Vaccini antinfluenzali esauriti in mezza Italia


14/01/2019

Boom di richieste rispetto allo scorso anno. Le regioni finiscono nel mirino: hanno sottostimato la domanda

Le scorte, negli studi dei medici di base come negli ambulatori delle Asl, sono agli sgoccioli. Lo stesso è quanto si registra da giorni nelle farmacie di diverse città. Per i dati ufficiali occorrerà attendere la fine di marzo, ma a determinare la penuria di dosi di vaccino antinfluenzale c’è sicuramente una maggiore domanda da parte degli italiani. A richiederlo sono stati coloro a cui è offerto gratuitamente, ma pure gli adulti in salute che hanno scelto di «ricorrere all’arma più efficace per proteggersi dall’influenza», per dirla con Claudio Cricelli, presidente della Società italiana di medicina generale (Simg). «Non è tanto un problema che le dosi scarseggino adesso, quanto che siano mancate in alcune aree del Paese a metà novembre: nel pieno della campagna vaccinale, che ormai possiamo definire conclusa». Quanto questa diffusione «a singhiozzo» possa avere conseguenze sulla salute degli italiani, sarà più chiaro all’inizio del 2019: nei giorni in cui si toccherà il picco dell’epidemia.

L’inversione di tendenza

Oggi richiedere la profilassi è pressoché un miraggio (sicuramente) per la maggior parte degli abitanti della Sardegna, della Campania e dell’Emilia Romagna. Negli ultimi giorni, queste regioni non hanno fatto mistero della penuria di vaccini sul proprio territorio. Leggermente migliore risulta la situazione in Piemonte, Liguria, Trentino Alto Adige e Lombardia: anche se pure nelle rispettive province non è semplice correre ai ripari, adesso che il termometro inizia a far registrare un brusco calo delle temperature. Sembrano reggere l’urto della richiesta, invece, le regioni del Centro e del Sud. La vaccinazione antinfluenzale è una misura di profilassi raccomandata da tempo, soprattutto per alcune fasce della popolazione. Negli anni passati, però, si è fatta molta fatica a far arrivare questo messaggio ai target di riferimento. Le conseguenze della malattia sono state a lungo «snobbate». Poi è stata la volta del «caso-Fluad» - scoppiato nel 2014 dopo il decesso di tre anziani in seguito alla profilassi e al ritiro da parte dell’Aifa di due lotti di vaccino, prima che le indagini «scagionassero» i vaccini - che ha alimentato lo scetticismo nei confronti delle vaccinazioni e fatto calare in maniera decisa il tasso specifico di copertura.
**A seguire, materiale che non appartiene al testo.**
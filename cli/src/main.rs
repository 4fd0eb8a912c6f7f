// Copyright (c) 2026 ALAS Technology. MIT License.
// See LICENSE for details.

//! # iPay Command Line
//!
//! Entry point for the `ipay` binary. Parses CLI arguments, initializes
//! logging, and runs one operation against a resource kit.
//!
//! The binary supports five subcommands:
//!
//! - `purchase` — print the signed redirect URL for a purchase
//! - `result`   — verify a callback body and print the record as JSON
//! - `sandbox`  — write a matching keystore and resource artifact
//! - `simulate` — answer a redirect URL like the hosted payment page
//! - `version`  — print build version information

mod cli;
mod logging;

use std::io::Read;

use anyhow::{bail, Context, Result};
use clap::Parser;
use serde::Serialize;
use zeroize::Zeroizing;

use ipay_gateway::provision::{GatewaySimulator, Sandbox};
use ipay_gateway::{Amount, Gateway, GatewayConfig, GatewayError, PassphrasePolicy};

use cli::{Commands, IpayCli, TerminalArgs};
use logging::LogFormat;

fn main() -> Result<()> {
    let cli = IpayCli::parse();
    logging::init_logging(logging::DEFAULT_FILTER, LogFormat::from_str_lossy(&cli.log_format));

    match cli.command {
        Commands::Purchase(args) => purchase(args),
        Commands::Result(args) => result(args),
        Commands::Sandbox(args) => sandbox(args),
        Commands::Simulate(args) => simulate(args),
        Commands::Version => {
            print_version();
            Ok(())
        }
    }
}

/// Builds the gateway configuration from the shared terminal flags.
fn config(args: TerminalArgs) -> GatewayConfig {
    let passphrase = match args.passphrase {
        Some(p) => PassphrasePolicy::explicit(p),
        None => PassphrasePolicy::VendorDefault,
    };
    GatewayConfig::new(args.keystore, args.resource, args.alias)
        .key_alias(args.key_alias)
        .passphrase(passphrase)
        .currency(args.currency)
        .language(args.language)
}

/// Opens a terminal session. Callback-side commands never read the session
/// amount, so they pass zero.
fn open_gateway(args: TerminalArgs, amount: Option<Amount>) -> Result<Gateway> {
    let config = config(args);
    let amount = amount.unwrap_or(Amount::new(0, config.currency));
    Gateway::open(&config, amount).with_context(|| {
        format!(
            "cannot open terminal `{}` from {} and {}",
            config.alias,
            config.keystore_path.display(),
            config.resource_path.display()
        )
    })
}

#[derive(Serialize)]
struct PurchaseOutput<'a> {
    url: &'a str,
    track_id: &'a str,
    trandata: &'a str,
    key_fingerprint: String,
}

fn purchase(args: cli::PurchaseArgs) -> Result<()> {
    let amount = Amount::parse(&args.amount, args.terminal.currency)
        .with_context(|| format!("invalid amount `{}`", args.amount))?;
    let mut gateway = open_gateway(args.terminal, Some(amount))?;

    gateway.set_response_url(&args.response_url)?;
    gateway.set_error_url(&args.error_url)?;
    if let Some(track_id) = &args.track_id {
        gateway.set_track_id(track_id)?;
    }
    for (i, udf) in args.udfs.iter().enumerate() {
        gateway.set_udf(i + 1, udf)?;
    }

    let url = gateway.generate_purchase_request()?;
    tracing::info!(amount = %amount, track_id = %url.track_id(), "purchase request generated");

    if args.json {
        let output = PurchaseOutput {
            url: url.as_str(),
            track_id: url.track_id().as_str(),
            trandata: url.trandata(),
            key_fingerprint: gateway.key_fingerprint(),
        };
        println!("{}", serde_json::to_string_pretty(&output)?);
    } else {
        println!("{url}");
    }
    Ok(())
}

fn result(args: cli::ResultArgs) -> Result<()> {
    let body = match (&args.body, &args.file) {
        (Some(body), _) => Zeroizing::new(body.clone().into_bytes()),
        (None, Some(path)) => Zeroizing::new(
            std::fs::read(path)
                .with_context(|| format!("failed to read callback body from {}", path.display()))?,
        ),
        (None, None) => {
            let mut buf = Zeroizing::new(Vec::new());
            std::io::stdin()
                .read_to_end(&mut buf)
                .context("failed to read callback body from stdin")?;
            buf
        }
    };

    let gateway = open_gateway(args.terminal, None)?;
    match gateway.get_result(body.as_slice()) {
        Ok(record) => {
            tracing::info!(
                payment_id = record.payment_id,
                outcome = %record.outcome(),
                "callback verified"
            );
            println!("{}", serde_json::to_string_pretty(&record)?);
            Ok(())
        }
        Err(GatewayError::Authentication) => {
            bail!("callback REJECTED: it did not verify against this terminal's key; treat the payment as unpaid")
        }
        Err(GatewayError::GatewayReported { code, text }) => {
            bail!("gateway refused the payment request: {code} {text}")
        }
        Err(e) => Err(e).context("cannot decode callback"),
    }
}

fn sandbox(args: cli::SandboxArgs) -> Result<()> {
    let mut sandbox = Sandbox::new(&args.alias)
        .merchant_id(&args.merchant_id)
        .webaddress(&args.webaddress)
        .iterations(args.iterations);
    if let Some(passphrase) = &args.passphrase {
        sandbox = sandbox.passphrase(passphrase.as_str());
    }
    let artifacts = sandbox.generate()?;

    std::fs::create_dir_all(&args.out_dir)
        .with_context(|| format!("failed to create {}", args.out_dir.display()))?;
    let (keystore, resource) = artifacts.write_to(&args.out_dir)?;

    println!("Sandbox resource kit written.");
    println!("  Terminal alias : {}", args.alias);
    println!("  Tranportal id  : {}", args.merchant_id);
    println!("  Keystore       : {}", keystore.display());
    println!("  Resource       : {}", resource.display());
    println!("  Key alias      : {}", artifacts.key_alias);
    Ok(())
}

fn simulate(args: cli::SimulateArgs) -> Result<()> {
    let gateway = open_gateway(args.terminal, None)?;
    let simulator = GatewaySimulator::new(&gateway);

    let body = match (&args.error_code, &args.url) {
        (Some(code), _) => {
            simulator.error_redirect(code, args.error_text.as_deref().unwrap_or_default())
        }
        (None, Some(url)) => simulator.respond(url, &args.result)?,
        (None, None) => bail!("either --url or --error-code is required"),
    };
    println!("{body}");
    Ok(())
}

/// Prints version information to stdout.
fn print_version() {
    println!("ipay     {}", env!("CARGO_PKG_VERSION"));
    println!("protocol {}", ipay_gateway::config::PROTOCOL_VERSION);
}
Evidentemente l’epidemia dello scorso anno, con otto milioni di persone costrette a letto dal virus, è servita a invertire la rotta e a «riavvicinare» gli italiani a uno strumento di salute che tutela innanzitutto gli anziani (i più esposti alle complicanze dell’influenza) e i bambini (numericamente, i più colpiti dal virus). Da qui il problema registrato nelle ultime settimane: è cresciuta la domanda, mentre lo stesso trend non si è verificato per l’offerta.

Le ragioni della carenza

Se il vaccino antinfluenzale oggi è quasi introvabile, lo si deve a una produzione tarata sulle richieste registrate nel 2017. Questo scenario ha fatto finire nel mirino le aziende che producono l’antidoto: Sanofi-Pasteur, GlaxoSmithKline e Seqirus. Ma in realtà sono state le Regioni - che nella maggior parte dei casi programmano l’acquisto delle dosi a cadenza biennale, motivo per cui faticano ad adeguarsi a inattesi cambi di rotta - a sottostimare la domanda da parte degli italiani. Le multinazionali si sono soltanto comportate di conseguenza: fornendo scorte adeguate alla richiesta, salvo poi essere pressate per rimediare in corsa. Un’operazione che, però, risulta sempre difficile, per due ragioni: servono almeno tre settimane per produrre nuove dosi di vaccini e non è facile favorire una «compensazione» da parte di altri Paesi, dove i vaccini sono accompagnati da indicazioni in altra lingua. A ogni modo, le prime informazioni che giungono da pediatri, ginecologi e dipartimenti di prevenzione delle Asl lasciano intendere che la maggior parte della popolazione da proteggere oggi risulta vaccinata.

Ma a questo punto il problema è un altro: l’incapacità di far fronte a una misura di prevenzione primaria prima caldeggiata e poi difficile da garantire in maniera diffusa. «Il rischio di non fare una bella figura esiste - ragionava in serata uno dei massimi esperti italiani di sanità pubblica -. Se si intende incentivare la profilassi antinfluenzale, occorre farsi trovare pronti di fronte a un aumento della richiesta». Un «post-it» da tenere bene a mente in vista del prossimo anno.